DEPOT‐BROMOCRIPTINE TREATMENT FOR PROLACTINOMAS AND ACROMEGALY

Abstract

Fifteen patients with hyperprolactinaemia and pituitary macroadenomas (5 patients), microadenomas (6 patients), or acromegaly (4 patients) were given a single intramuscular injection of 50 mg bromocriptine bound to polylactic acid microspheres, depot‐bromocriptine. None of the patients had any short‐term or long‐term discomfort from the injection. In the 11 patients with prolactinomas, serum prolactin fell to minimum levels 12–72 h post‐injection; nine patients were highly responsive to depot‐bromocriptine, with a mean serum prolactin of 12·9% of basal levels 24 h post‐injection, rising to 19% at 28 days.
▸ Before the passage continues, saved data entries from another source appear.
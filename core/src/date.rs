//! Indonesian display dates.
//!
//! Entities keep the backend's date string untouched and carry a separate
//! display copy produced here, e.g. `2025-12-20` → `20 Desember 2025`.

use chrono::{DateTime, Datelike, NaiveDate, NaiveDateTime};

const MONTHS: [&str; 12] = [
    "Januari",
    "Februari",
    "Maret",
    "April",
    "Mei",
    "Juni",
    "Juli",
    "Agustus",
    "September",
    "Oktober",
    "November",
    "Desember",
];

const DATETIME_FORMATS: [&str; 3] = ["%Y-%m-%dT%H:%M:%S%.f", "%Y-%m-%dT%H:%M:%S", "%Y-%m-%d %H:%M:%S"];

const DATE_FORMATS: [&str; 3] = ["%Y-%m-%d", "%d-%m-%Y", "%d/%m/%Y"];

/// Parses the date part of any format the backend is known to send.
pub fn parse(raw: &str) -> Option<NaiveDate> {
    let raw = raw.trim();
    if raw.is_empty() {
        return None;
    }
    if let Ok(stamp) = DateTime::parse_from_rfc3339(raw) {
        return Some(stamp.date_naive());
    }
    DATETIME_FORMATS
        .iter()
        .find_map(|format| NaiveDateTime::parse_from_str(raw, format).ok().map(|stamp| stamp.date()))
        .or_else(|| DATE_FORMATS.iter().find_map(|format| NaiveDate::parse_from_str(raw, format).ok()))
}

/// "day month year" in Indonesian. Empty input stays empty; input that
/// cannot be parsed is returned as-is.
pub fn display(raw: &str) -> String {
    match parse(raw) {
        Some(date) => format_date(date),
        None => raw.trim().to_string(),
    }
}

pub fn format_date(date: NaiveDate) -> String {
    format!("{} {} {}", date.day(), MONTHS[date.month0() as usize], date.year())
}
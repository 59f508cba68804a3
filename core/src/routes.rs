//! Path templates for every backend resource.
//!
//! Routes are pure strings relative to the base URL. The configured prefix
//! is prepended here so the transport only ever joins `base_url + path`.

#[derive(Debug, Clone, PartialEq, Eq)]
pub struct Routes {
    prefix: String,
}

impl Routes {
    /// `prefix` is expected in the form produced by
    /// [`ClientConfig`](crate::ClientConfig): empty or `/segment`.
    pub fn new(prefix: &str) -> Self {
        Self {
            prefix: prefix.to_string(),
        }
    }

    fn path(&self, tail: &str) -> String {
        format!("{}{tail}", self.prefix)
    }

    // articles

    pub fn articles(&self) -> String {
        self.path("/articles/")
    }

    pub fn article(&self, id: &str) -> String {
        self.path(&format!("/articles/{id}/"))
    }

    // packages

    pub fn packages(&self) -> String {
        self.path("/packages/")
    }

    pub fn package(&self, id: &str) -> String {
        self.path(&format!("/packages/{id}/"))
    }

    pub fn package_toggle_status(&self, id: &str) -> String {
        self.path(&format!("/packages/{id}/toggle-status/"))
    }

    pub fn package_reviews(&self, id: &str) -> String {
        self.path(&format!("/packages/{id}/reviews/"))
    }

    // bookings

    pub fn bookings(&self) -> String {
        self.path("/bookings/")
    }

    pub fn my_bookings(&self) -> String {
        self.path("/bookings/my/")
    }

    pub fn booking(&self, id: &str) -> String {
        self.path(&format!("/bookings/{id}/"))
    }

    pub fn booking_status(&self, id: &str) -> String {
        self.path(&format!("/bookings/{id}/status/"))
    }

    pub fn booking_cancel(&self, id: &str) -> String {
        self.path(&format!("/bookings/{id}/cancel/"))
    }

    pub fn booking_payment_proof(&self, id: &str) -> String {
        self.path(&format!("/bookings/{id}/payment-proof/"))
    }

    // dashboard

    pub fn dashboard_stats(&self) -> String {
        self.path("/dashboard/stats/")
    }

    pub fn dashboard_popular_packages(&self) -> String {
        self.path("/dashboard/popular-packages/")
    }

    pub fn dashboard_recent_buyers(&self) -> String {
        self.path("/dashboard/recent-buyers/")
    }

    pub fn dashboard_booking_status(&self) -> String {
        self.path("/dashboard/booking-status/")
    }

    pub fn dashboard_upcoming_trips(&self) -> String {
        self.path("/dashboard/upcoming-trips/")
    }

    // reviews

    pub fn reviews(&self) -> String {
        self.path("/reviews/")
    }

    pub fn my_reviews(&self) -> String {
        self.path("/reviews/my/")
    }

    pub fn review(&self, id: &str) -> String {
        self.path(&format!("/reviews/{id}/"))
    }

    pub fn review_toggle_visibility(&self, id: &str) -> String {
        self.path(&format!("/reviews/{id}/toggle-visibility/"))
    }

    // wishlist

    pub fn wishlist(&self) -> String {
        self.path("/wishlist/")
    }

    pub fn wishlist_item(&self, id: &str) -> String {
        self.path(&format!("/wishlist/{id}/"))
    }

    // users

    pub fn users(&self) -> String {
        self.path("/users/")
    }

    pub fn user(&self, id: &str) -> String {
        self.path(&format!("/users/{id}/"))
    }

    pub fn user_toggle_status(&self, id: &str) -> String {
        self.path(&format!("/users/{id}/toggle-status/"))
    }

    // auth

    pub fn login(&self) -> String {
        self.path("/auth/login/")
    }

    pub fn register(&self) -> String {
        self.path("/auth/register/")
    }

    pub fn logout(&self) -> String {
        self.path("/auth/logout/")
    }

    pub fn profile(&self) -> String {
        self.path("/auth/profile/")
    }
}
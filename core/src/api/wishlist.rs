use super::TravelApi;
use crate::encode;
use crate::entities::{WishlistInput, WishlistItem};
use crate::error::ApiResult;
use crate::http::HttpMethod;
use crate::transport::HttpExecutor;

impl<E: HttpExecutor> TravelApi<E> {
    pub async fn fetch_wishlist(&self) -> Vec<WishlistItem> {
        self.read_list(&self.routes.wishlist(), "wishlist").await
    }

    pub async fn add_to_wishlist(&self, package_id: &str) -> ApiResult<WishlistItem> {
        let input = WishlistInput {
            package_id: package_id.to_string(),
        };
        self.write_record(HttpMethod::Post, &self.routes.wishlist(), &encode::WISHLIST, &input, None, "wishlist")
            .await
    }

    /// `id` is the wishlist entry id, not the package id.
    pub async fn remove_from_wishlist(&self, id: &str) -> ApiResult<()> {
        self.write_empty(HttpMethod::Delete, &self.routes.wishlist_item(id), "wishlist").await
    }
}

#[cfg(test)]
mod tests {
    use pretty_assertions::assert_eq;
    use serde_json::{json, Value};

    use crate::http::HttpMethod;
    use crate::testing::StubExecutor;
    use crate::{ClientConfig, Session, TravelApi};

    fn api(stub: StubExecutor) -> TravelApi<StubExecutor> {
        TravelApi::new(&ClientConfig::new("http://api.test", "/api"), Session::new(), stub)
    }

    #[tokio::test]
    async fn flat_and_nested_rows() {
        let stub = StubExecutor::new().respond(
            200,
            r#"[
                {"id":1,"package_id":5,"package_name":"Raja Ampat","price":7000000},
                {"id":2,"paket":{"id":6,"nama":"Toba","harga":"1200000"}}
            ]"#,
        );
        let items = api(stub).fetch_wishlist().await;
        assert_eq!(items[0].package_name, "Raja Ampat");
        assert_eq!(items[1].package_id, "6");
        assert_eq!(items[1].price, 1_200_000.0);
    }

    #[tokio::test]
    async fn add_sends_package_id() {
        let api = api(StubExecutor::new().respond(201, r#"{"data":{"id":3,"package_id":"p9"}}"#));
        let item = api.add_to_wishlist("p9").await.unwrap();
        assert_eq!(item.id, "3");

        let request = api.transport().executor().last_request();
        let body: Value = serde_json::from_str(request.body.as_ref().and_then(|b| b.as_json()).unwrap()).unwrap();
        assert_eq!(body, json!({"package_id": "p9"}));
    }

    #[tokio::test]
    async fn remove_deletes_entry() {
        let api = api(StubExecutor::new().respond(204, ""));
        api.remove_from_wishlist("3").await.unwrap();
        let request = api.transport().executor().last_request();
        assert_eq!(request.method, HttpMethod::Delete);
        assert_eq!(request.url, "http://api.test/api/wishlist/3/");
    }
}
Two patients with prolactinomas were resistant to both depot‐bromocriptine, and large doses of oral dopamine agonists. Initiating side‐effects (nausea, vomiting, symptomatic postural hypotension) were seen in five patients in the first 24 h post‐injection, but were minimal or absent thereafter. Five of six patients previously intolerant of oral dopamine agonists were able to be transferred successfully to bromocriptine 5 mg daily at 4 weeks. Of the four patients with acromegaly, raised prolactin levels were successfully lowered to normal for 4 weeks after injection; serum GH was also partially lowered, but returned to baseline levels at 2–4 weeks. In one patient serum GH was resistant to suppression by both depot bromocriptine and high doses of oral bromocriptine. One patient with a large tumour and visual field defects showed a rapid and maintained improvement in visual fields and acuity after depot‐bromocriptine, and was successfully transferred to high‐dose oral bromocriptine at 4 weeks. In the total group of 15 patients, computed tomography (CT) scans showed clear tumour shrinkage in seven patients 4 weeks post‐injection. It is concluded that depot‐bromocriptine is a significant improvement in the initiation of treatment for hyperprolactinaemia and acromegaly. It allows the rapid diagnosis of bromocriptine resistance, and the initiation onto oral dopamine agonist therapy of some patients said to be intolerant of such therapy. Furthermore, it may well be the treatment of choice for rapid shrinkage of large pituitary tumours sensitive to dopamine agonist therapy.